USFDAMay 6, 2026, 04:15 PM
Mineralys FDA Accepts Lorundrostat NDA; PDUFA Dec 22, 2026; Q1 Net Loss $39.3M
AI Summary
Mineralys Therapeutics announced its first quarter 2026 financial results and provided a corporate update. The U.S. FDA accepted the New Drug Application (NDA) for lorundrostat for hypertension, assigning a Prescription Drug User Fee Act (PDUFA) target date of December 22, 2026. The company reported a net loss of $39.3 million for the quarter, an improvement from $42.2 million in the prior year.
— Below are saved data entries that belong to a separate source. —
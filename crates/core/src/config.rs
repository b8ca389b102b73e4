//! Configuration types

use serde::{Deserialize, Serialize};
use std::collections::HashSet;
use std::time::Duration;

use crate::{ChainId, CoreError, CoreResult, DEFAULT_SIMULATION_AMOUNT};

/// Period between fetch cycles
pub const TICK_PERIOD: Duration = Duration::from_millis(6_000);

/// RPC endpoint for one tracked chain
#[derive(Debug, Clone, PartialEq, Serialize, Deserialize)]
pub struct RpcConfig {
    pub chain: ChainId,
    pub http_url: String,
}

impl RpcConfig {
    pub fn default_for(chain: ChainId) -> Self {
        Self {
            chain,
            http_url: chain.default_rpc_url().to_string(),
        }
    }
}

/// USD price source configuration
#[derive(Debug, Clone, PartialEq, Serialize, Deserialize)]
#[serde(default)]
pub struct PriceConfig {
    pub base_url: String,
    /// CoinGecko id of the native asset priced in USD
    pub coin_id: String,
    pub api_key: Option<String>,
}

impl Default for PriceConfig {
    fn default() -> Self {
        Self {
            base_url: "https://api.coingecko.com/api/v3".to_string(),
            coin_id: "ethereum".to_string(),
            api_key: None,
        }
    }
}

/// Complete tracker configuration
#[derive(Debug, Clone, PartialEq, Serialize, Deserialize)]
#[serde(default)]
pub struct TrackerConfig {
    pub chains: Vec<RpcConfig>,
    pub price: PriceConfig,
    /// Upper bound on a single fee or price fetch
    pub fetch_timeout_ms: u64,
    pub simulation_amount: String,
    pub report_interval_secs: u64,
}

impl Default for TrackerConfig {
    fn default() -> Self {
        Self {
            chains: ChainId::ALL.into_iter().map(RpcConfig::default_for).collect(),
            price: PriceConfig::default(),
            fetch_timeout_ms: 5_000,
            simulation_amount: DEFAULT_SIMULATION_AMOUNT.to_string(),
            report_interval_secs: 30,
        }
    }
}

impl TrackerConfig {
    pub fn fetch_timeout(&self) -> Duration {
        Duration::from_millis(self.fetch_timeout_ms)
    }

    pub fn report_interval(&self) -> Duration {
        Duration::from_secs(self.report_interval_secs)
    }

    pub fn get_chain_config(&self, chain: ChainId) -> Option<&RpcConfig> {
        self.chains.iter().find(|c| c.chain == chain)
    }

    pub fn validate(&self) -> CoreResult<()> {
        if self.chains.is_empty() {
            return Err(CoreError::InvalidConfig("no chains configured".to_string()));
        }

        let mut seen = HashSet::new();
        for rpc in &self.chains {
            if !seen.insert(rpc.chain) {
                return Err(CoreError::InvalidConfig(format!(
                    "chain {} configured twice",
                    rpc.chain
                )));
            }
            if rpc.http_url.trim().is_empty() {
                return Err(CoreError::InvalidConfig(format!(
                    "empty rpc url for {}",
                    rpc.chain
                )));
            }
        }

        if self.fetch_timeout_ms == 0 {
            return Err(CoreError::InvalidConfig(
                "fetch_timeout_ms must be positive".to_string(),
            ));
        }
        if self.fetch_timeout() >= TICK_PERIOD {
            return Err(CoreError::InvalidConfig(format!(
                "fetch_timeout_ms must be below the {} ms tick period",
                TICK_PERIOD.as_millis()
            )));
        }
        if self.report_interval_secs == 0 {
            return Err(CoreError::InvalidConfig(
                "report_interval_secs must be positive".to_string(),
            ));
        }
        if self.price.base_url.trim().is_empty() || self.price.coin_id.trim().is_empty() {
            return Err(CoreError::InvalidConfig(
                "price source needs base_url and coin_id".to_string(),
            ));
        }

        Ok(())
    }
}
//! Per-chain fee state shared between the poller and readers
//!
//! Each chain owns its own lock, so writes to one chain never contend with
//! reads or writes of another. Records are copy-on-write: a snapshot handed
//! to a reader is never modified afterwards.

use parking_lot::RwLock;
use std::collections::HashMap;
use std::sync::atomic::{AtomicU64, Ordering};
use std::sync::Arc;
use tokio::sync::broadcast;
use tokio_stream::wrappers::BroadcastStream;

use gas_core::{ChainId, ChainState};

/// Capacity of the change notification channel
const EVENT_CHANNEL_CAPACITY: usize = 256;

/// Change notifications for observers
#[derive(Debug, Clone, Copy, PartialEq)]
pub enum StoreEvent {
    ChainUpdated(ChainId),
    ChainFailed(ChainId),
    PriceUpdated(f64),
}

/// Last known good USD price
#[derive(Debug, Clone, Copy, Default)]
struct PriceQuote {
    usd_per_native_unit: f64,
    updated_at: u64,
}

/// Fee state for every configured chain plus the native asset price
#[derive(Debug)]
pub struct ChainStore {
    /// Fixed at construction; only the slots themselves are mutated
    chains: HashMap<ChainId, RwLock<Arc<ChainState>>>,
    price: RwLock<PriceQuote>,
    events: broadcast::Sender<StoreEvent>,

    /// Stats
    update_count: AtomicU64,
    failure_count: AtomicU64,
    price_update_count: AtomicU64,
    price_failure_count: AtomicU64,
}

impl ChainStore {
    pub fn new(chains: impl IntoIterator<Item = ChainId>) -> Self {
        let chains = chains
            .into_iter()
            .map(|chain| (chain, RwLock::new(Arc::new(ChainState::new(chain)))))
            .collect();
        let (events, _) = broadcast::channel(EVENT_CHANNEL_CAPACITY);

        Self {
            chains,
            price: RwLock::new(PriceQuote::default()),
            events,
            update_count: AtomicU64::new(0),
            failure_count: AtomicU64::new(0),
            price_update_count: AtomicU64::new(0),
            price_failure_count: AtomicU64::new(0),
        }
    }

    /// Configured chains in a stable order
    pub fn chains(&self) -> Vec<ChainId> {
        let mut chains: Vec<ChainId> = self.chains.keys().copied().collect();
        chains.sort();
        chains
    }

    pub fn contains(&self, chain: ChainId) -> bool {
        self.chains.contains_key(&chain)
    }

    /// Snapshot of one chain's state
    pub fn get_state(&self, chain: ChainId) -> Option<Arc<ChainState>> {
        self.chains.get(&chain).map(|slot| slot.read().clone())
    }

    /// Record a successful fee fetch. Unknown chains are ignored.
    pub fn apply_success(&self, chain: ChainId, base_fee: f64, priority_fee: f64, now_ms: u64) {
        let Some(slot) = self.chains.get(&chain) else {
            return;
        };

        {
            let mut record = slot.write();
            Arc::make_mut(&mut *record).record_success(base_fee, priority_fee, now_ms);
        }

        self.update_count.fetch_add(1, Ordering::Relaxed);
        self.publish(StoreEvent::ChainUpdated(chain));
    }

    /// Record a failed fee fetch. Fees and history are left as they were.
    pub fn apply_failure(&self, chain: ChainId) {
        let Some(slot) = self.chains.get(&chain) else {
            return;
        };

        {
            let mut record = slot.write();
            if record.connected {
                Arc::make_mut(&mut *record).record_failure();
            }
        }

        self.failure_count.fetch_add(1, Ordering::Relaxed);
        self.publish(StoreEvent::ChainFailed(chain));
    }

    /// Replace the retained USD price
    pub fn apply_price(&self, usd_per_native_unit: f64, now_ms: u64) {
        *self.price.write() = PriceQuote {
            usd_per_native_unit,
            updated_at: now_ms,
        };

        self.price_update_count.fetch_add(1, Ordering::Relaxed);
        self.publish(StoreEvent::PriceUpdated(usd_per_native_unit));
    }

    /// Count a failed price fetch; the retained price stays as it is
    pub fn record_price_failure(&self) {
        self.price_failure_count.fetch_add(1, Ordering::Relaxed);
    }

    /// Last known good USD price, 0 before the first success
    pub fn usd_price(&self) -> f64 {
        self.price.read().usd_per_native_unit
    }

    /// Time of the last price update, 0 if never
    pub fn price_updated_at(&self) -> u64 {
        self.price.read().updated_at
    }

    pub fn connected_count(&self) -> usize {
        self.chains
            .values()
            .filter(|slot| slot.read().connected)
            .count()
    }

    /// Subscribe to change notifications
    pub fn subscribe(&self) -> broadcast::Receiver<StoreEvent> {
        self.events.subscribe()
    }

    /// Change notifications as a stream. Lagging consumers see a `Lagged` error item.
    pub fn updates(&self) -> BroadcastStream<StoreEvent> {
        BroadcastStream::new(self.subscribe())
    }

    fn publish(&self, event: StoreEvent) {
        // No subscribers is fine
        let _ = self.events.send(event);
    }

    /// Stats
    pub fn stats(&self) -> StoreStats {
        StoreStats {
            chain_count: self.chains.len(),
            connected_count: self.connected_count(),
            update_count: self.update_count.load(Ordering::Relaxed),
            failure_count: self.failure_count.load(Ordering::Relaxed),
            price_update_count: self.price_update_count.load(Ordering::Relaxed),
            price_failure_count: self.price_failure_count.load(Ordering::Relaxed),
        }
    }
}

impl Default for ChainStore {
    fn default() -> Self {
        Self::new(ChainId::ALL)
    }
}

/// Statistics about the store
#[derive(Debug, Clone, PartialEq, Eq)]
pub struct StoreStats {
    pub chain_count: usize,
    pub connected_count: usize,
    pub update_count: u64,
    pub failure_count: u64,
    pub price_update_count: u64,
    pub price_failure_count: u64,
}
Mineralys is also advancing pre-commercial activities for lorundrostat and expects its current cash, cash equivalents, and investments of $646.1 million to fund operations into 2028.
Key Highlights
- FDA accepted NDA for lorundrostat for hypertension; PDUFA target date December 22, 2026.
- Cash, cash equivalents, and investments were $646.1 million as of March 31, 2026.
- Net loss for Q1 2026 was $39.3 million, compared to $42.2 million in Q1 2025.
- Research and development expenses decreased to $24.4 million in Q1 2026 from $37.9 million in Q1 2025.
- General and administrative expenses increased to $21.0 million in Q1 2026 from $6.6 million in Q1 2025.
- Total other income, net, was $6.0 million in Q1 2026, up from $2.2 million in Q1 2025.
- Company believes current cash will fund operations into 2028.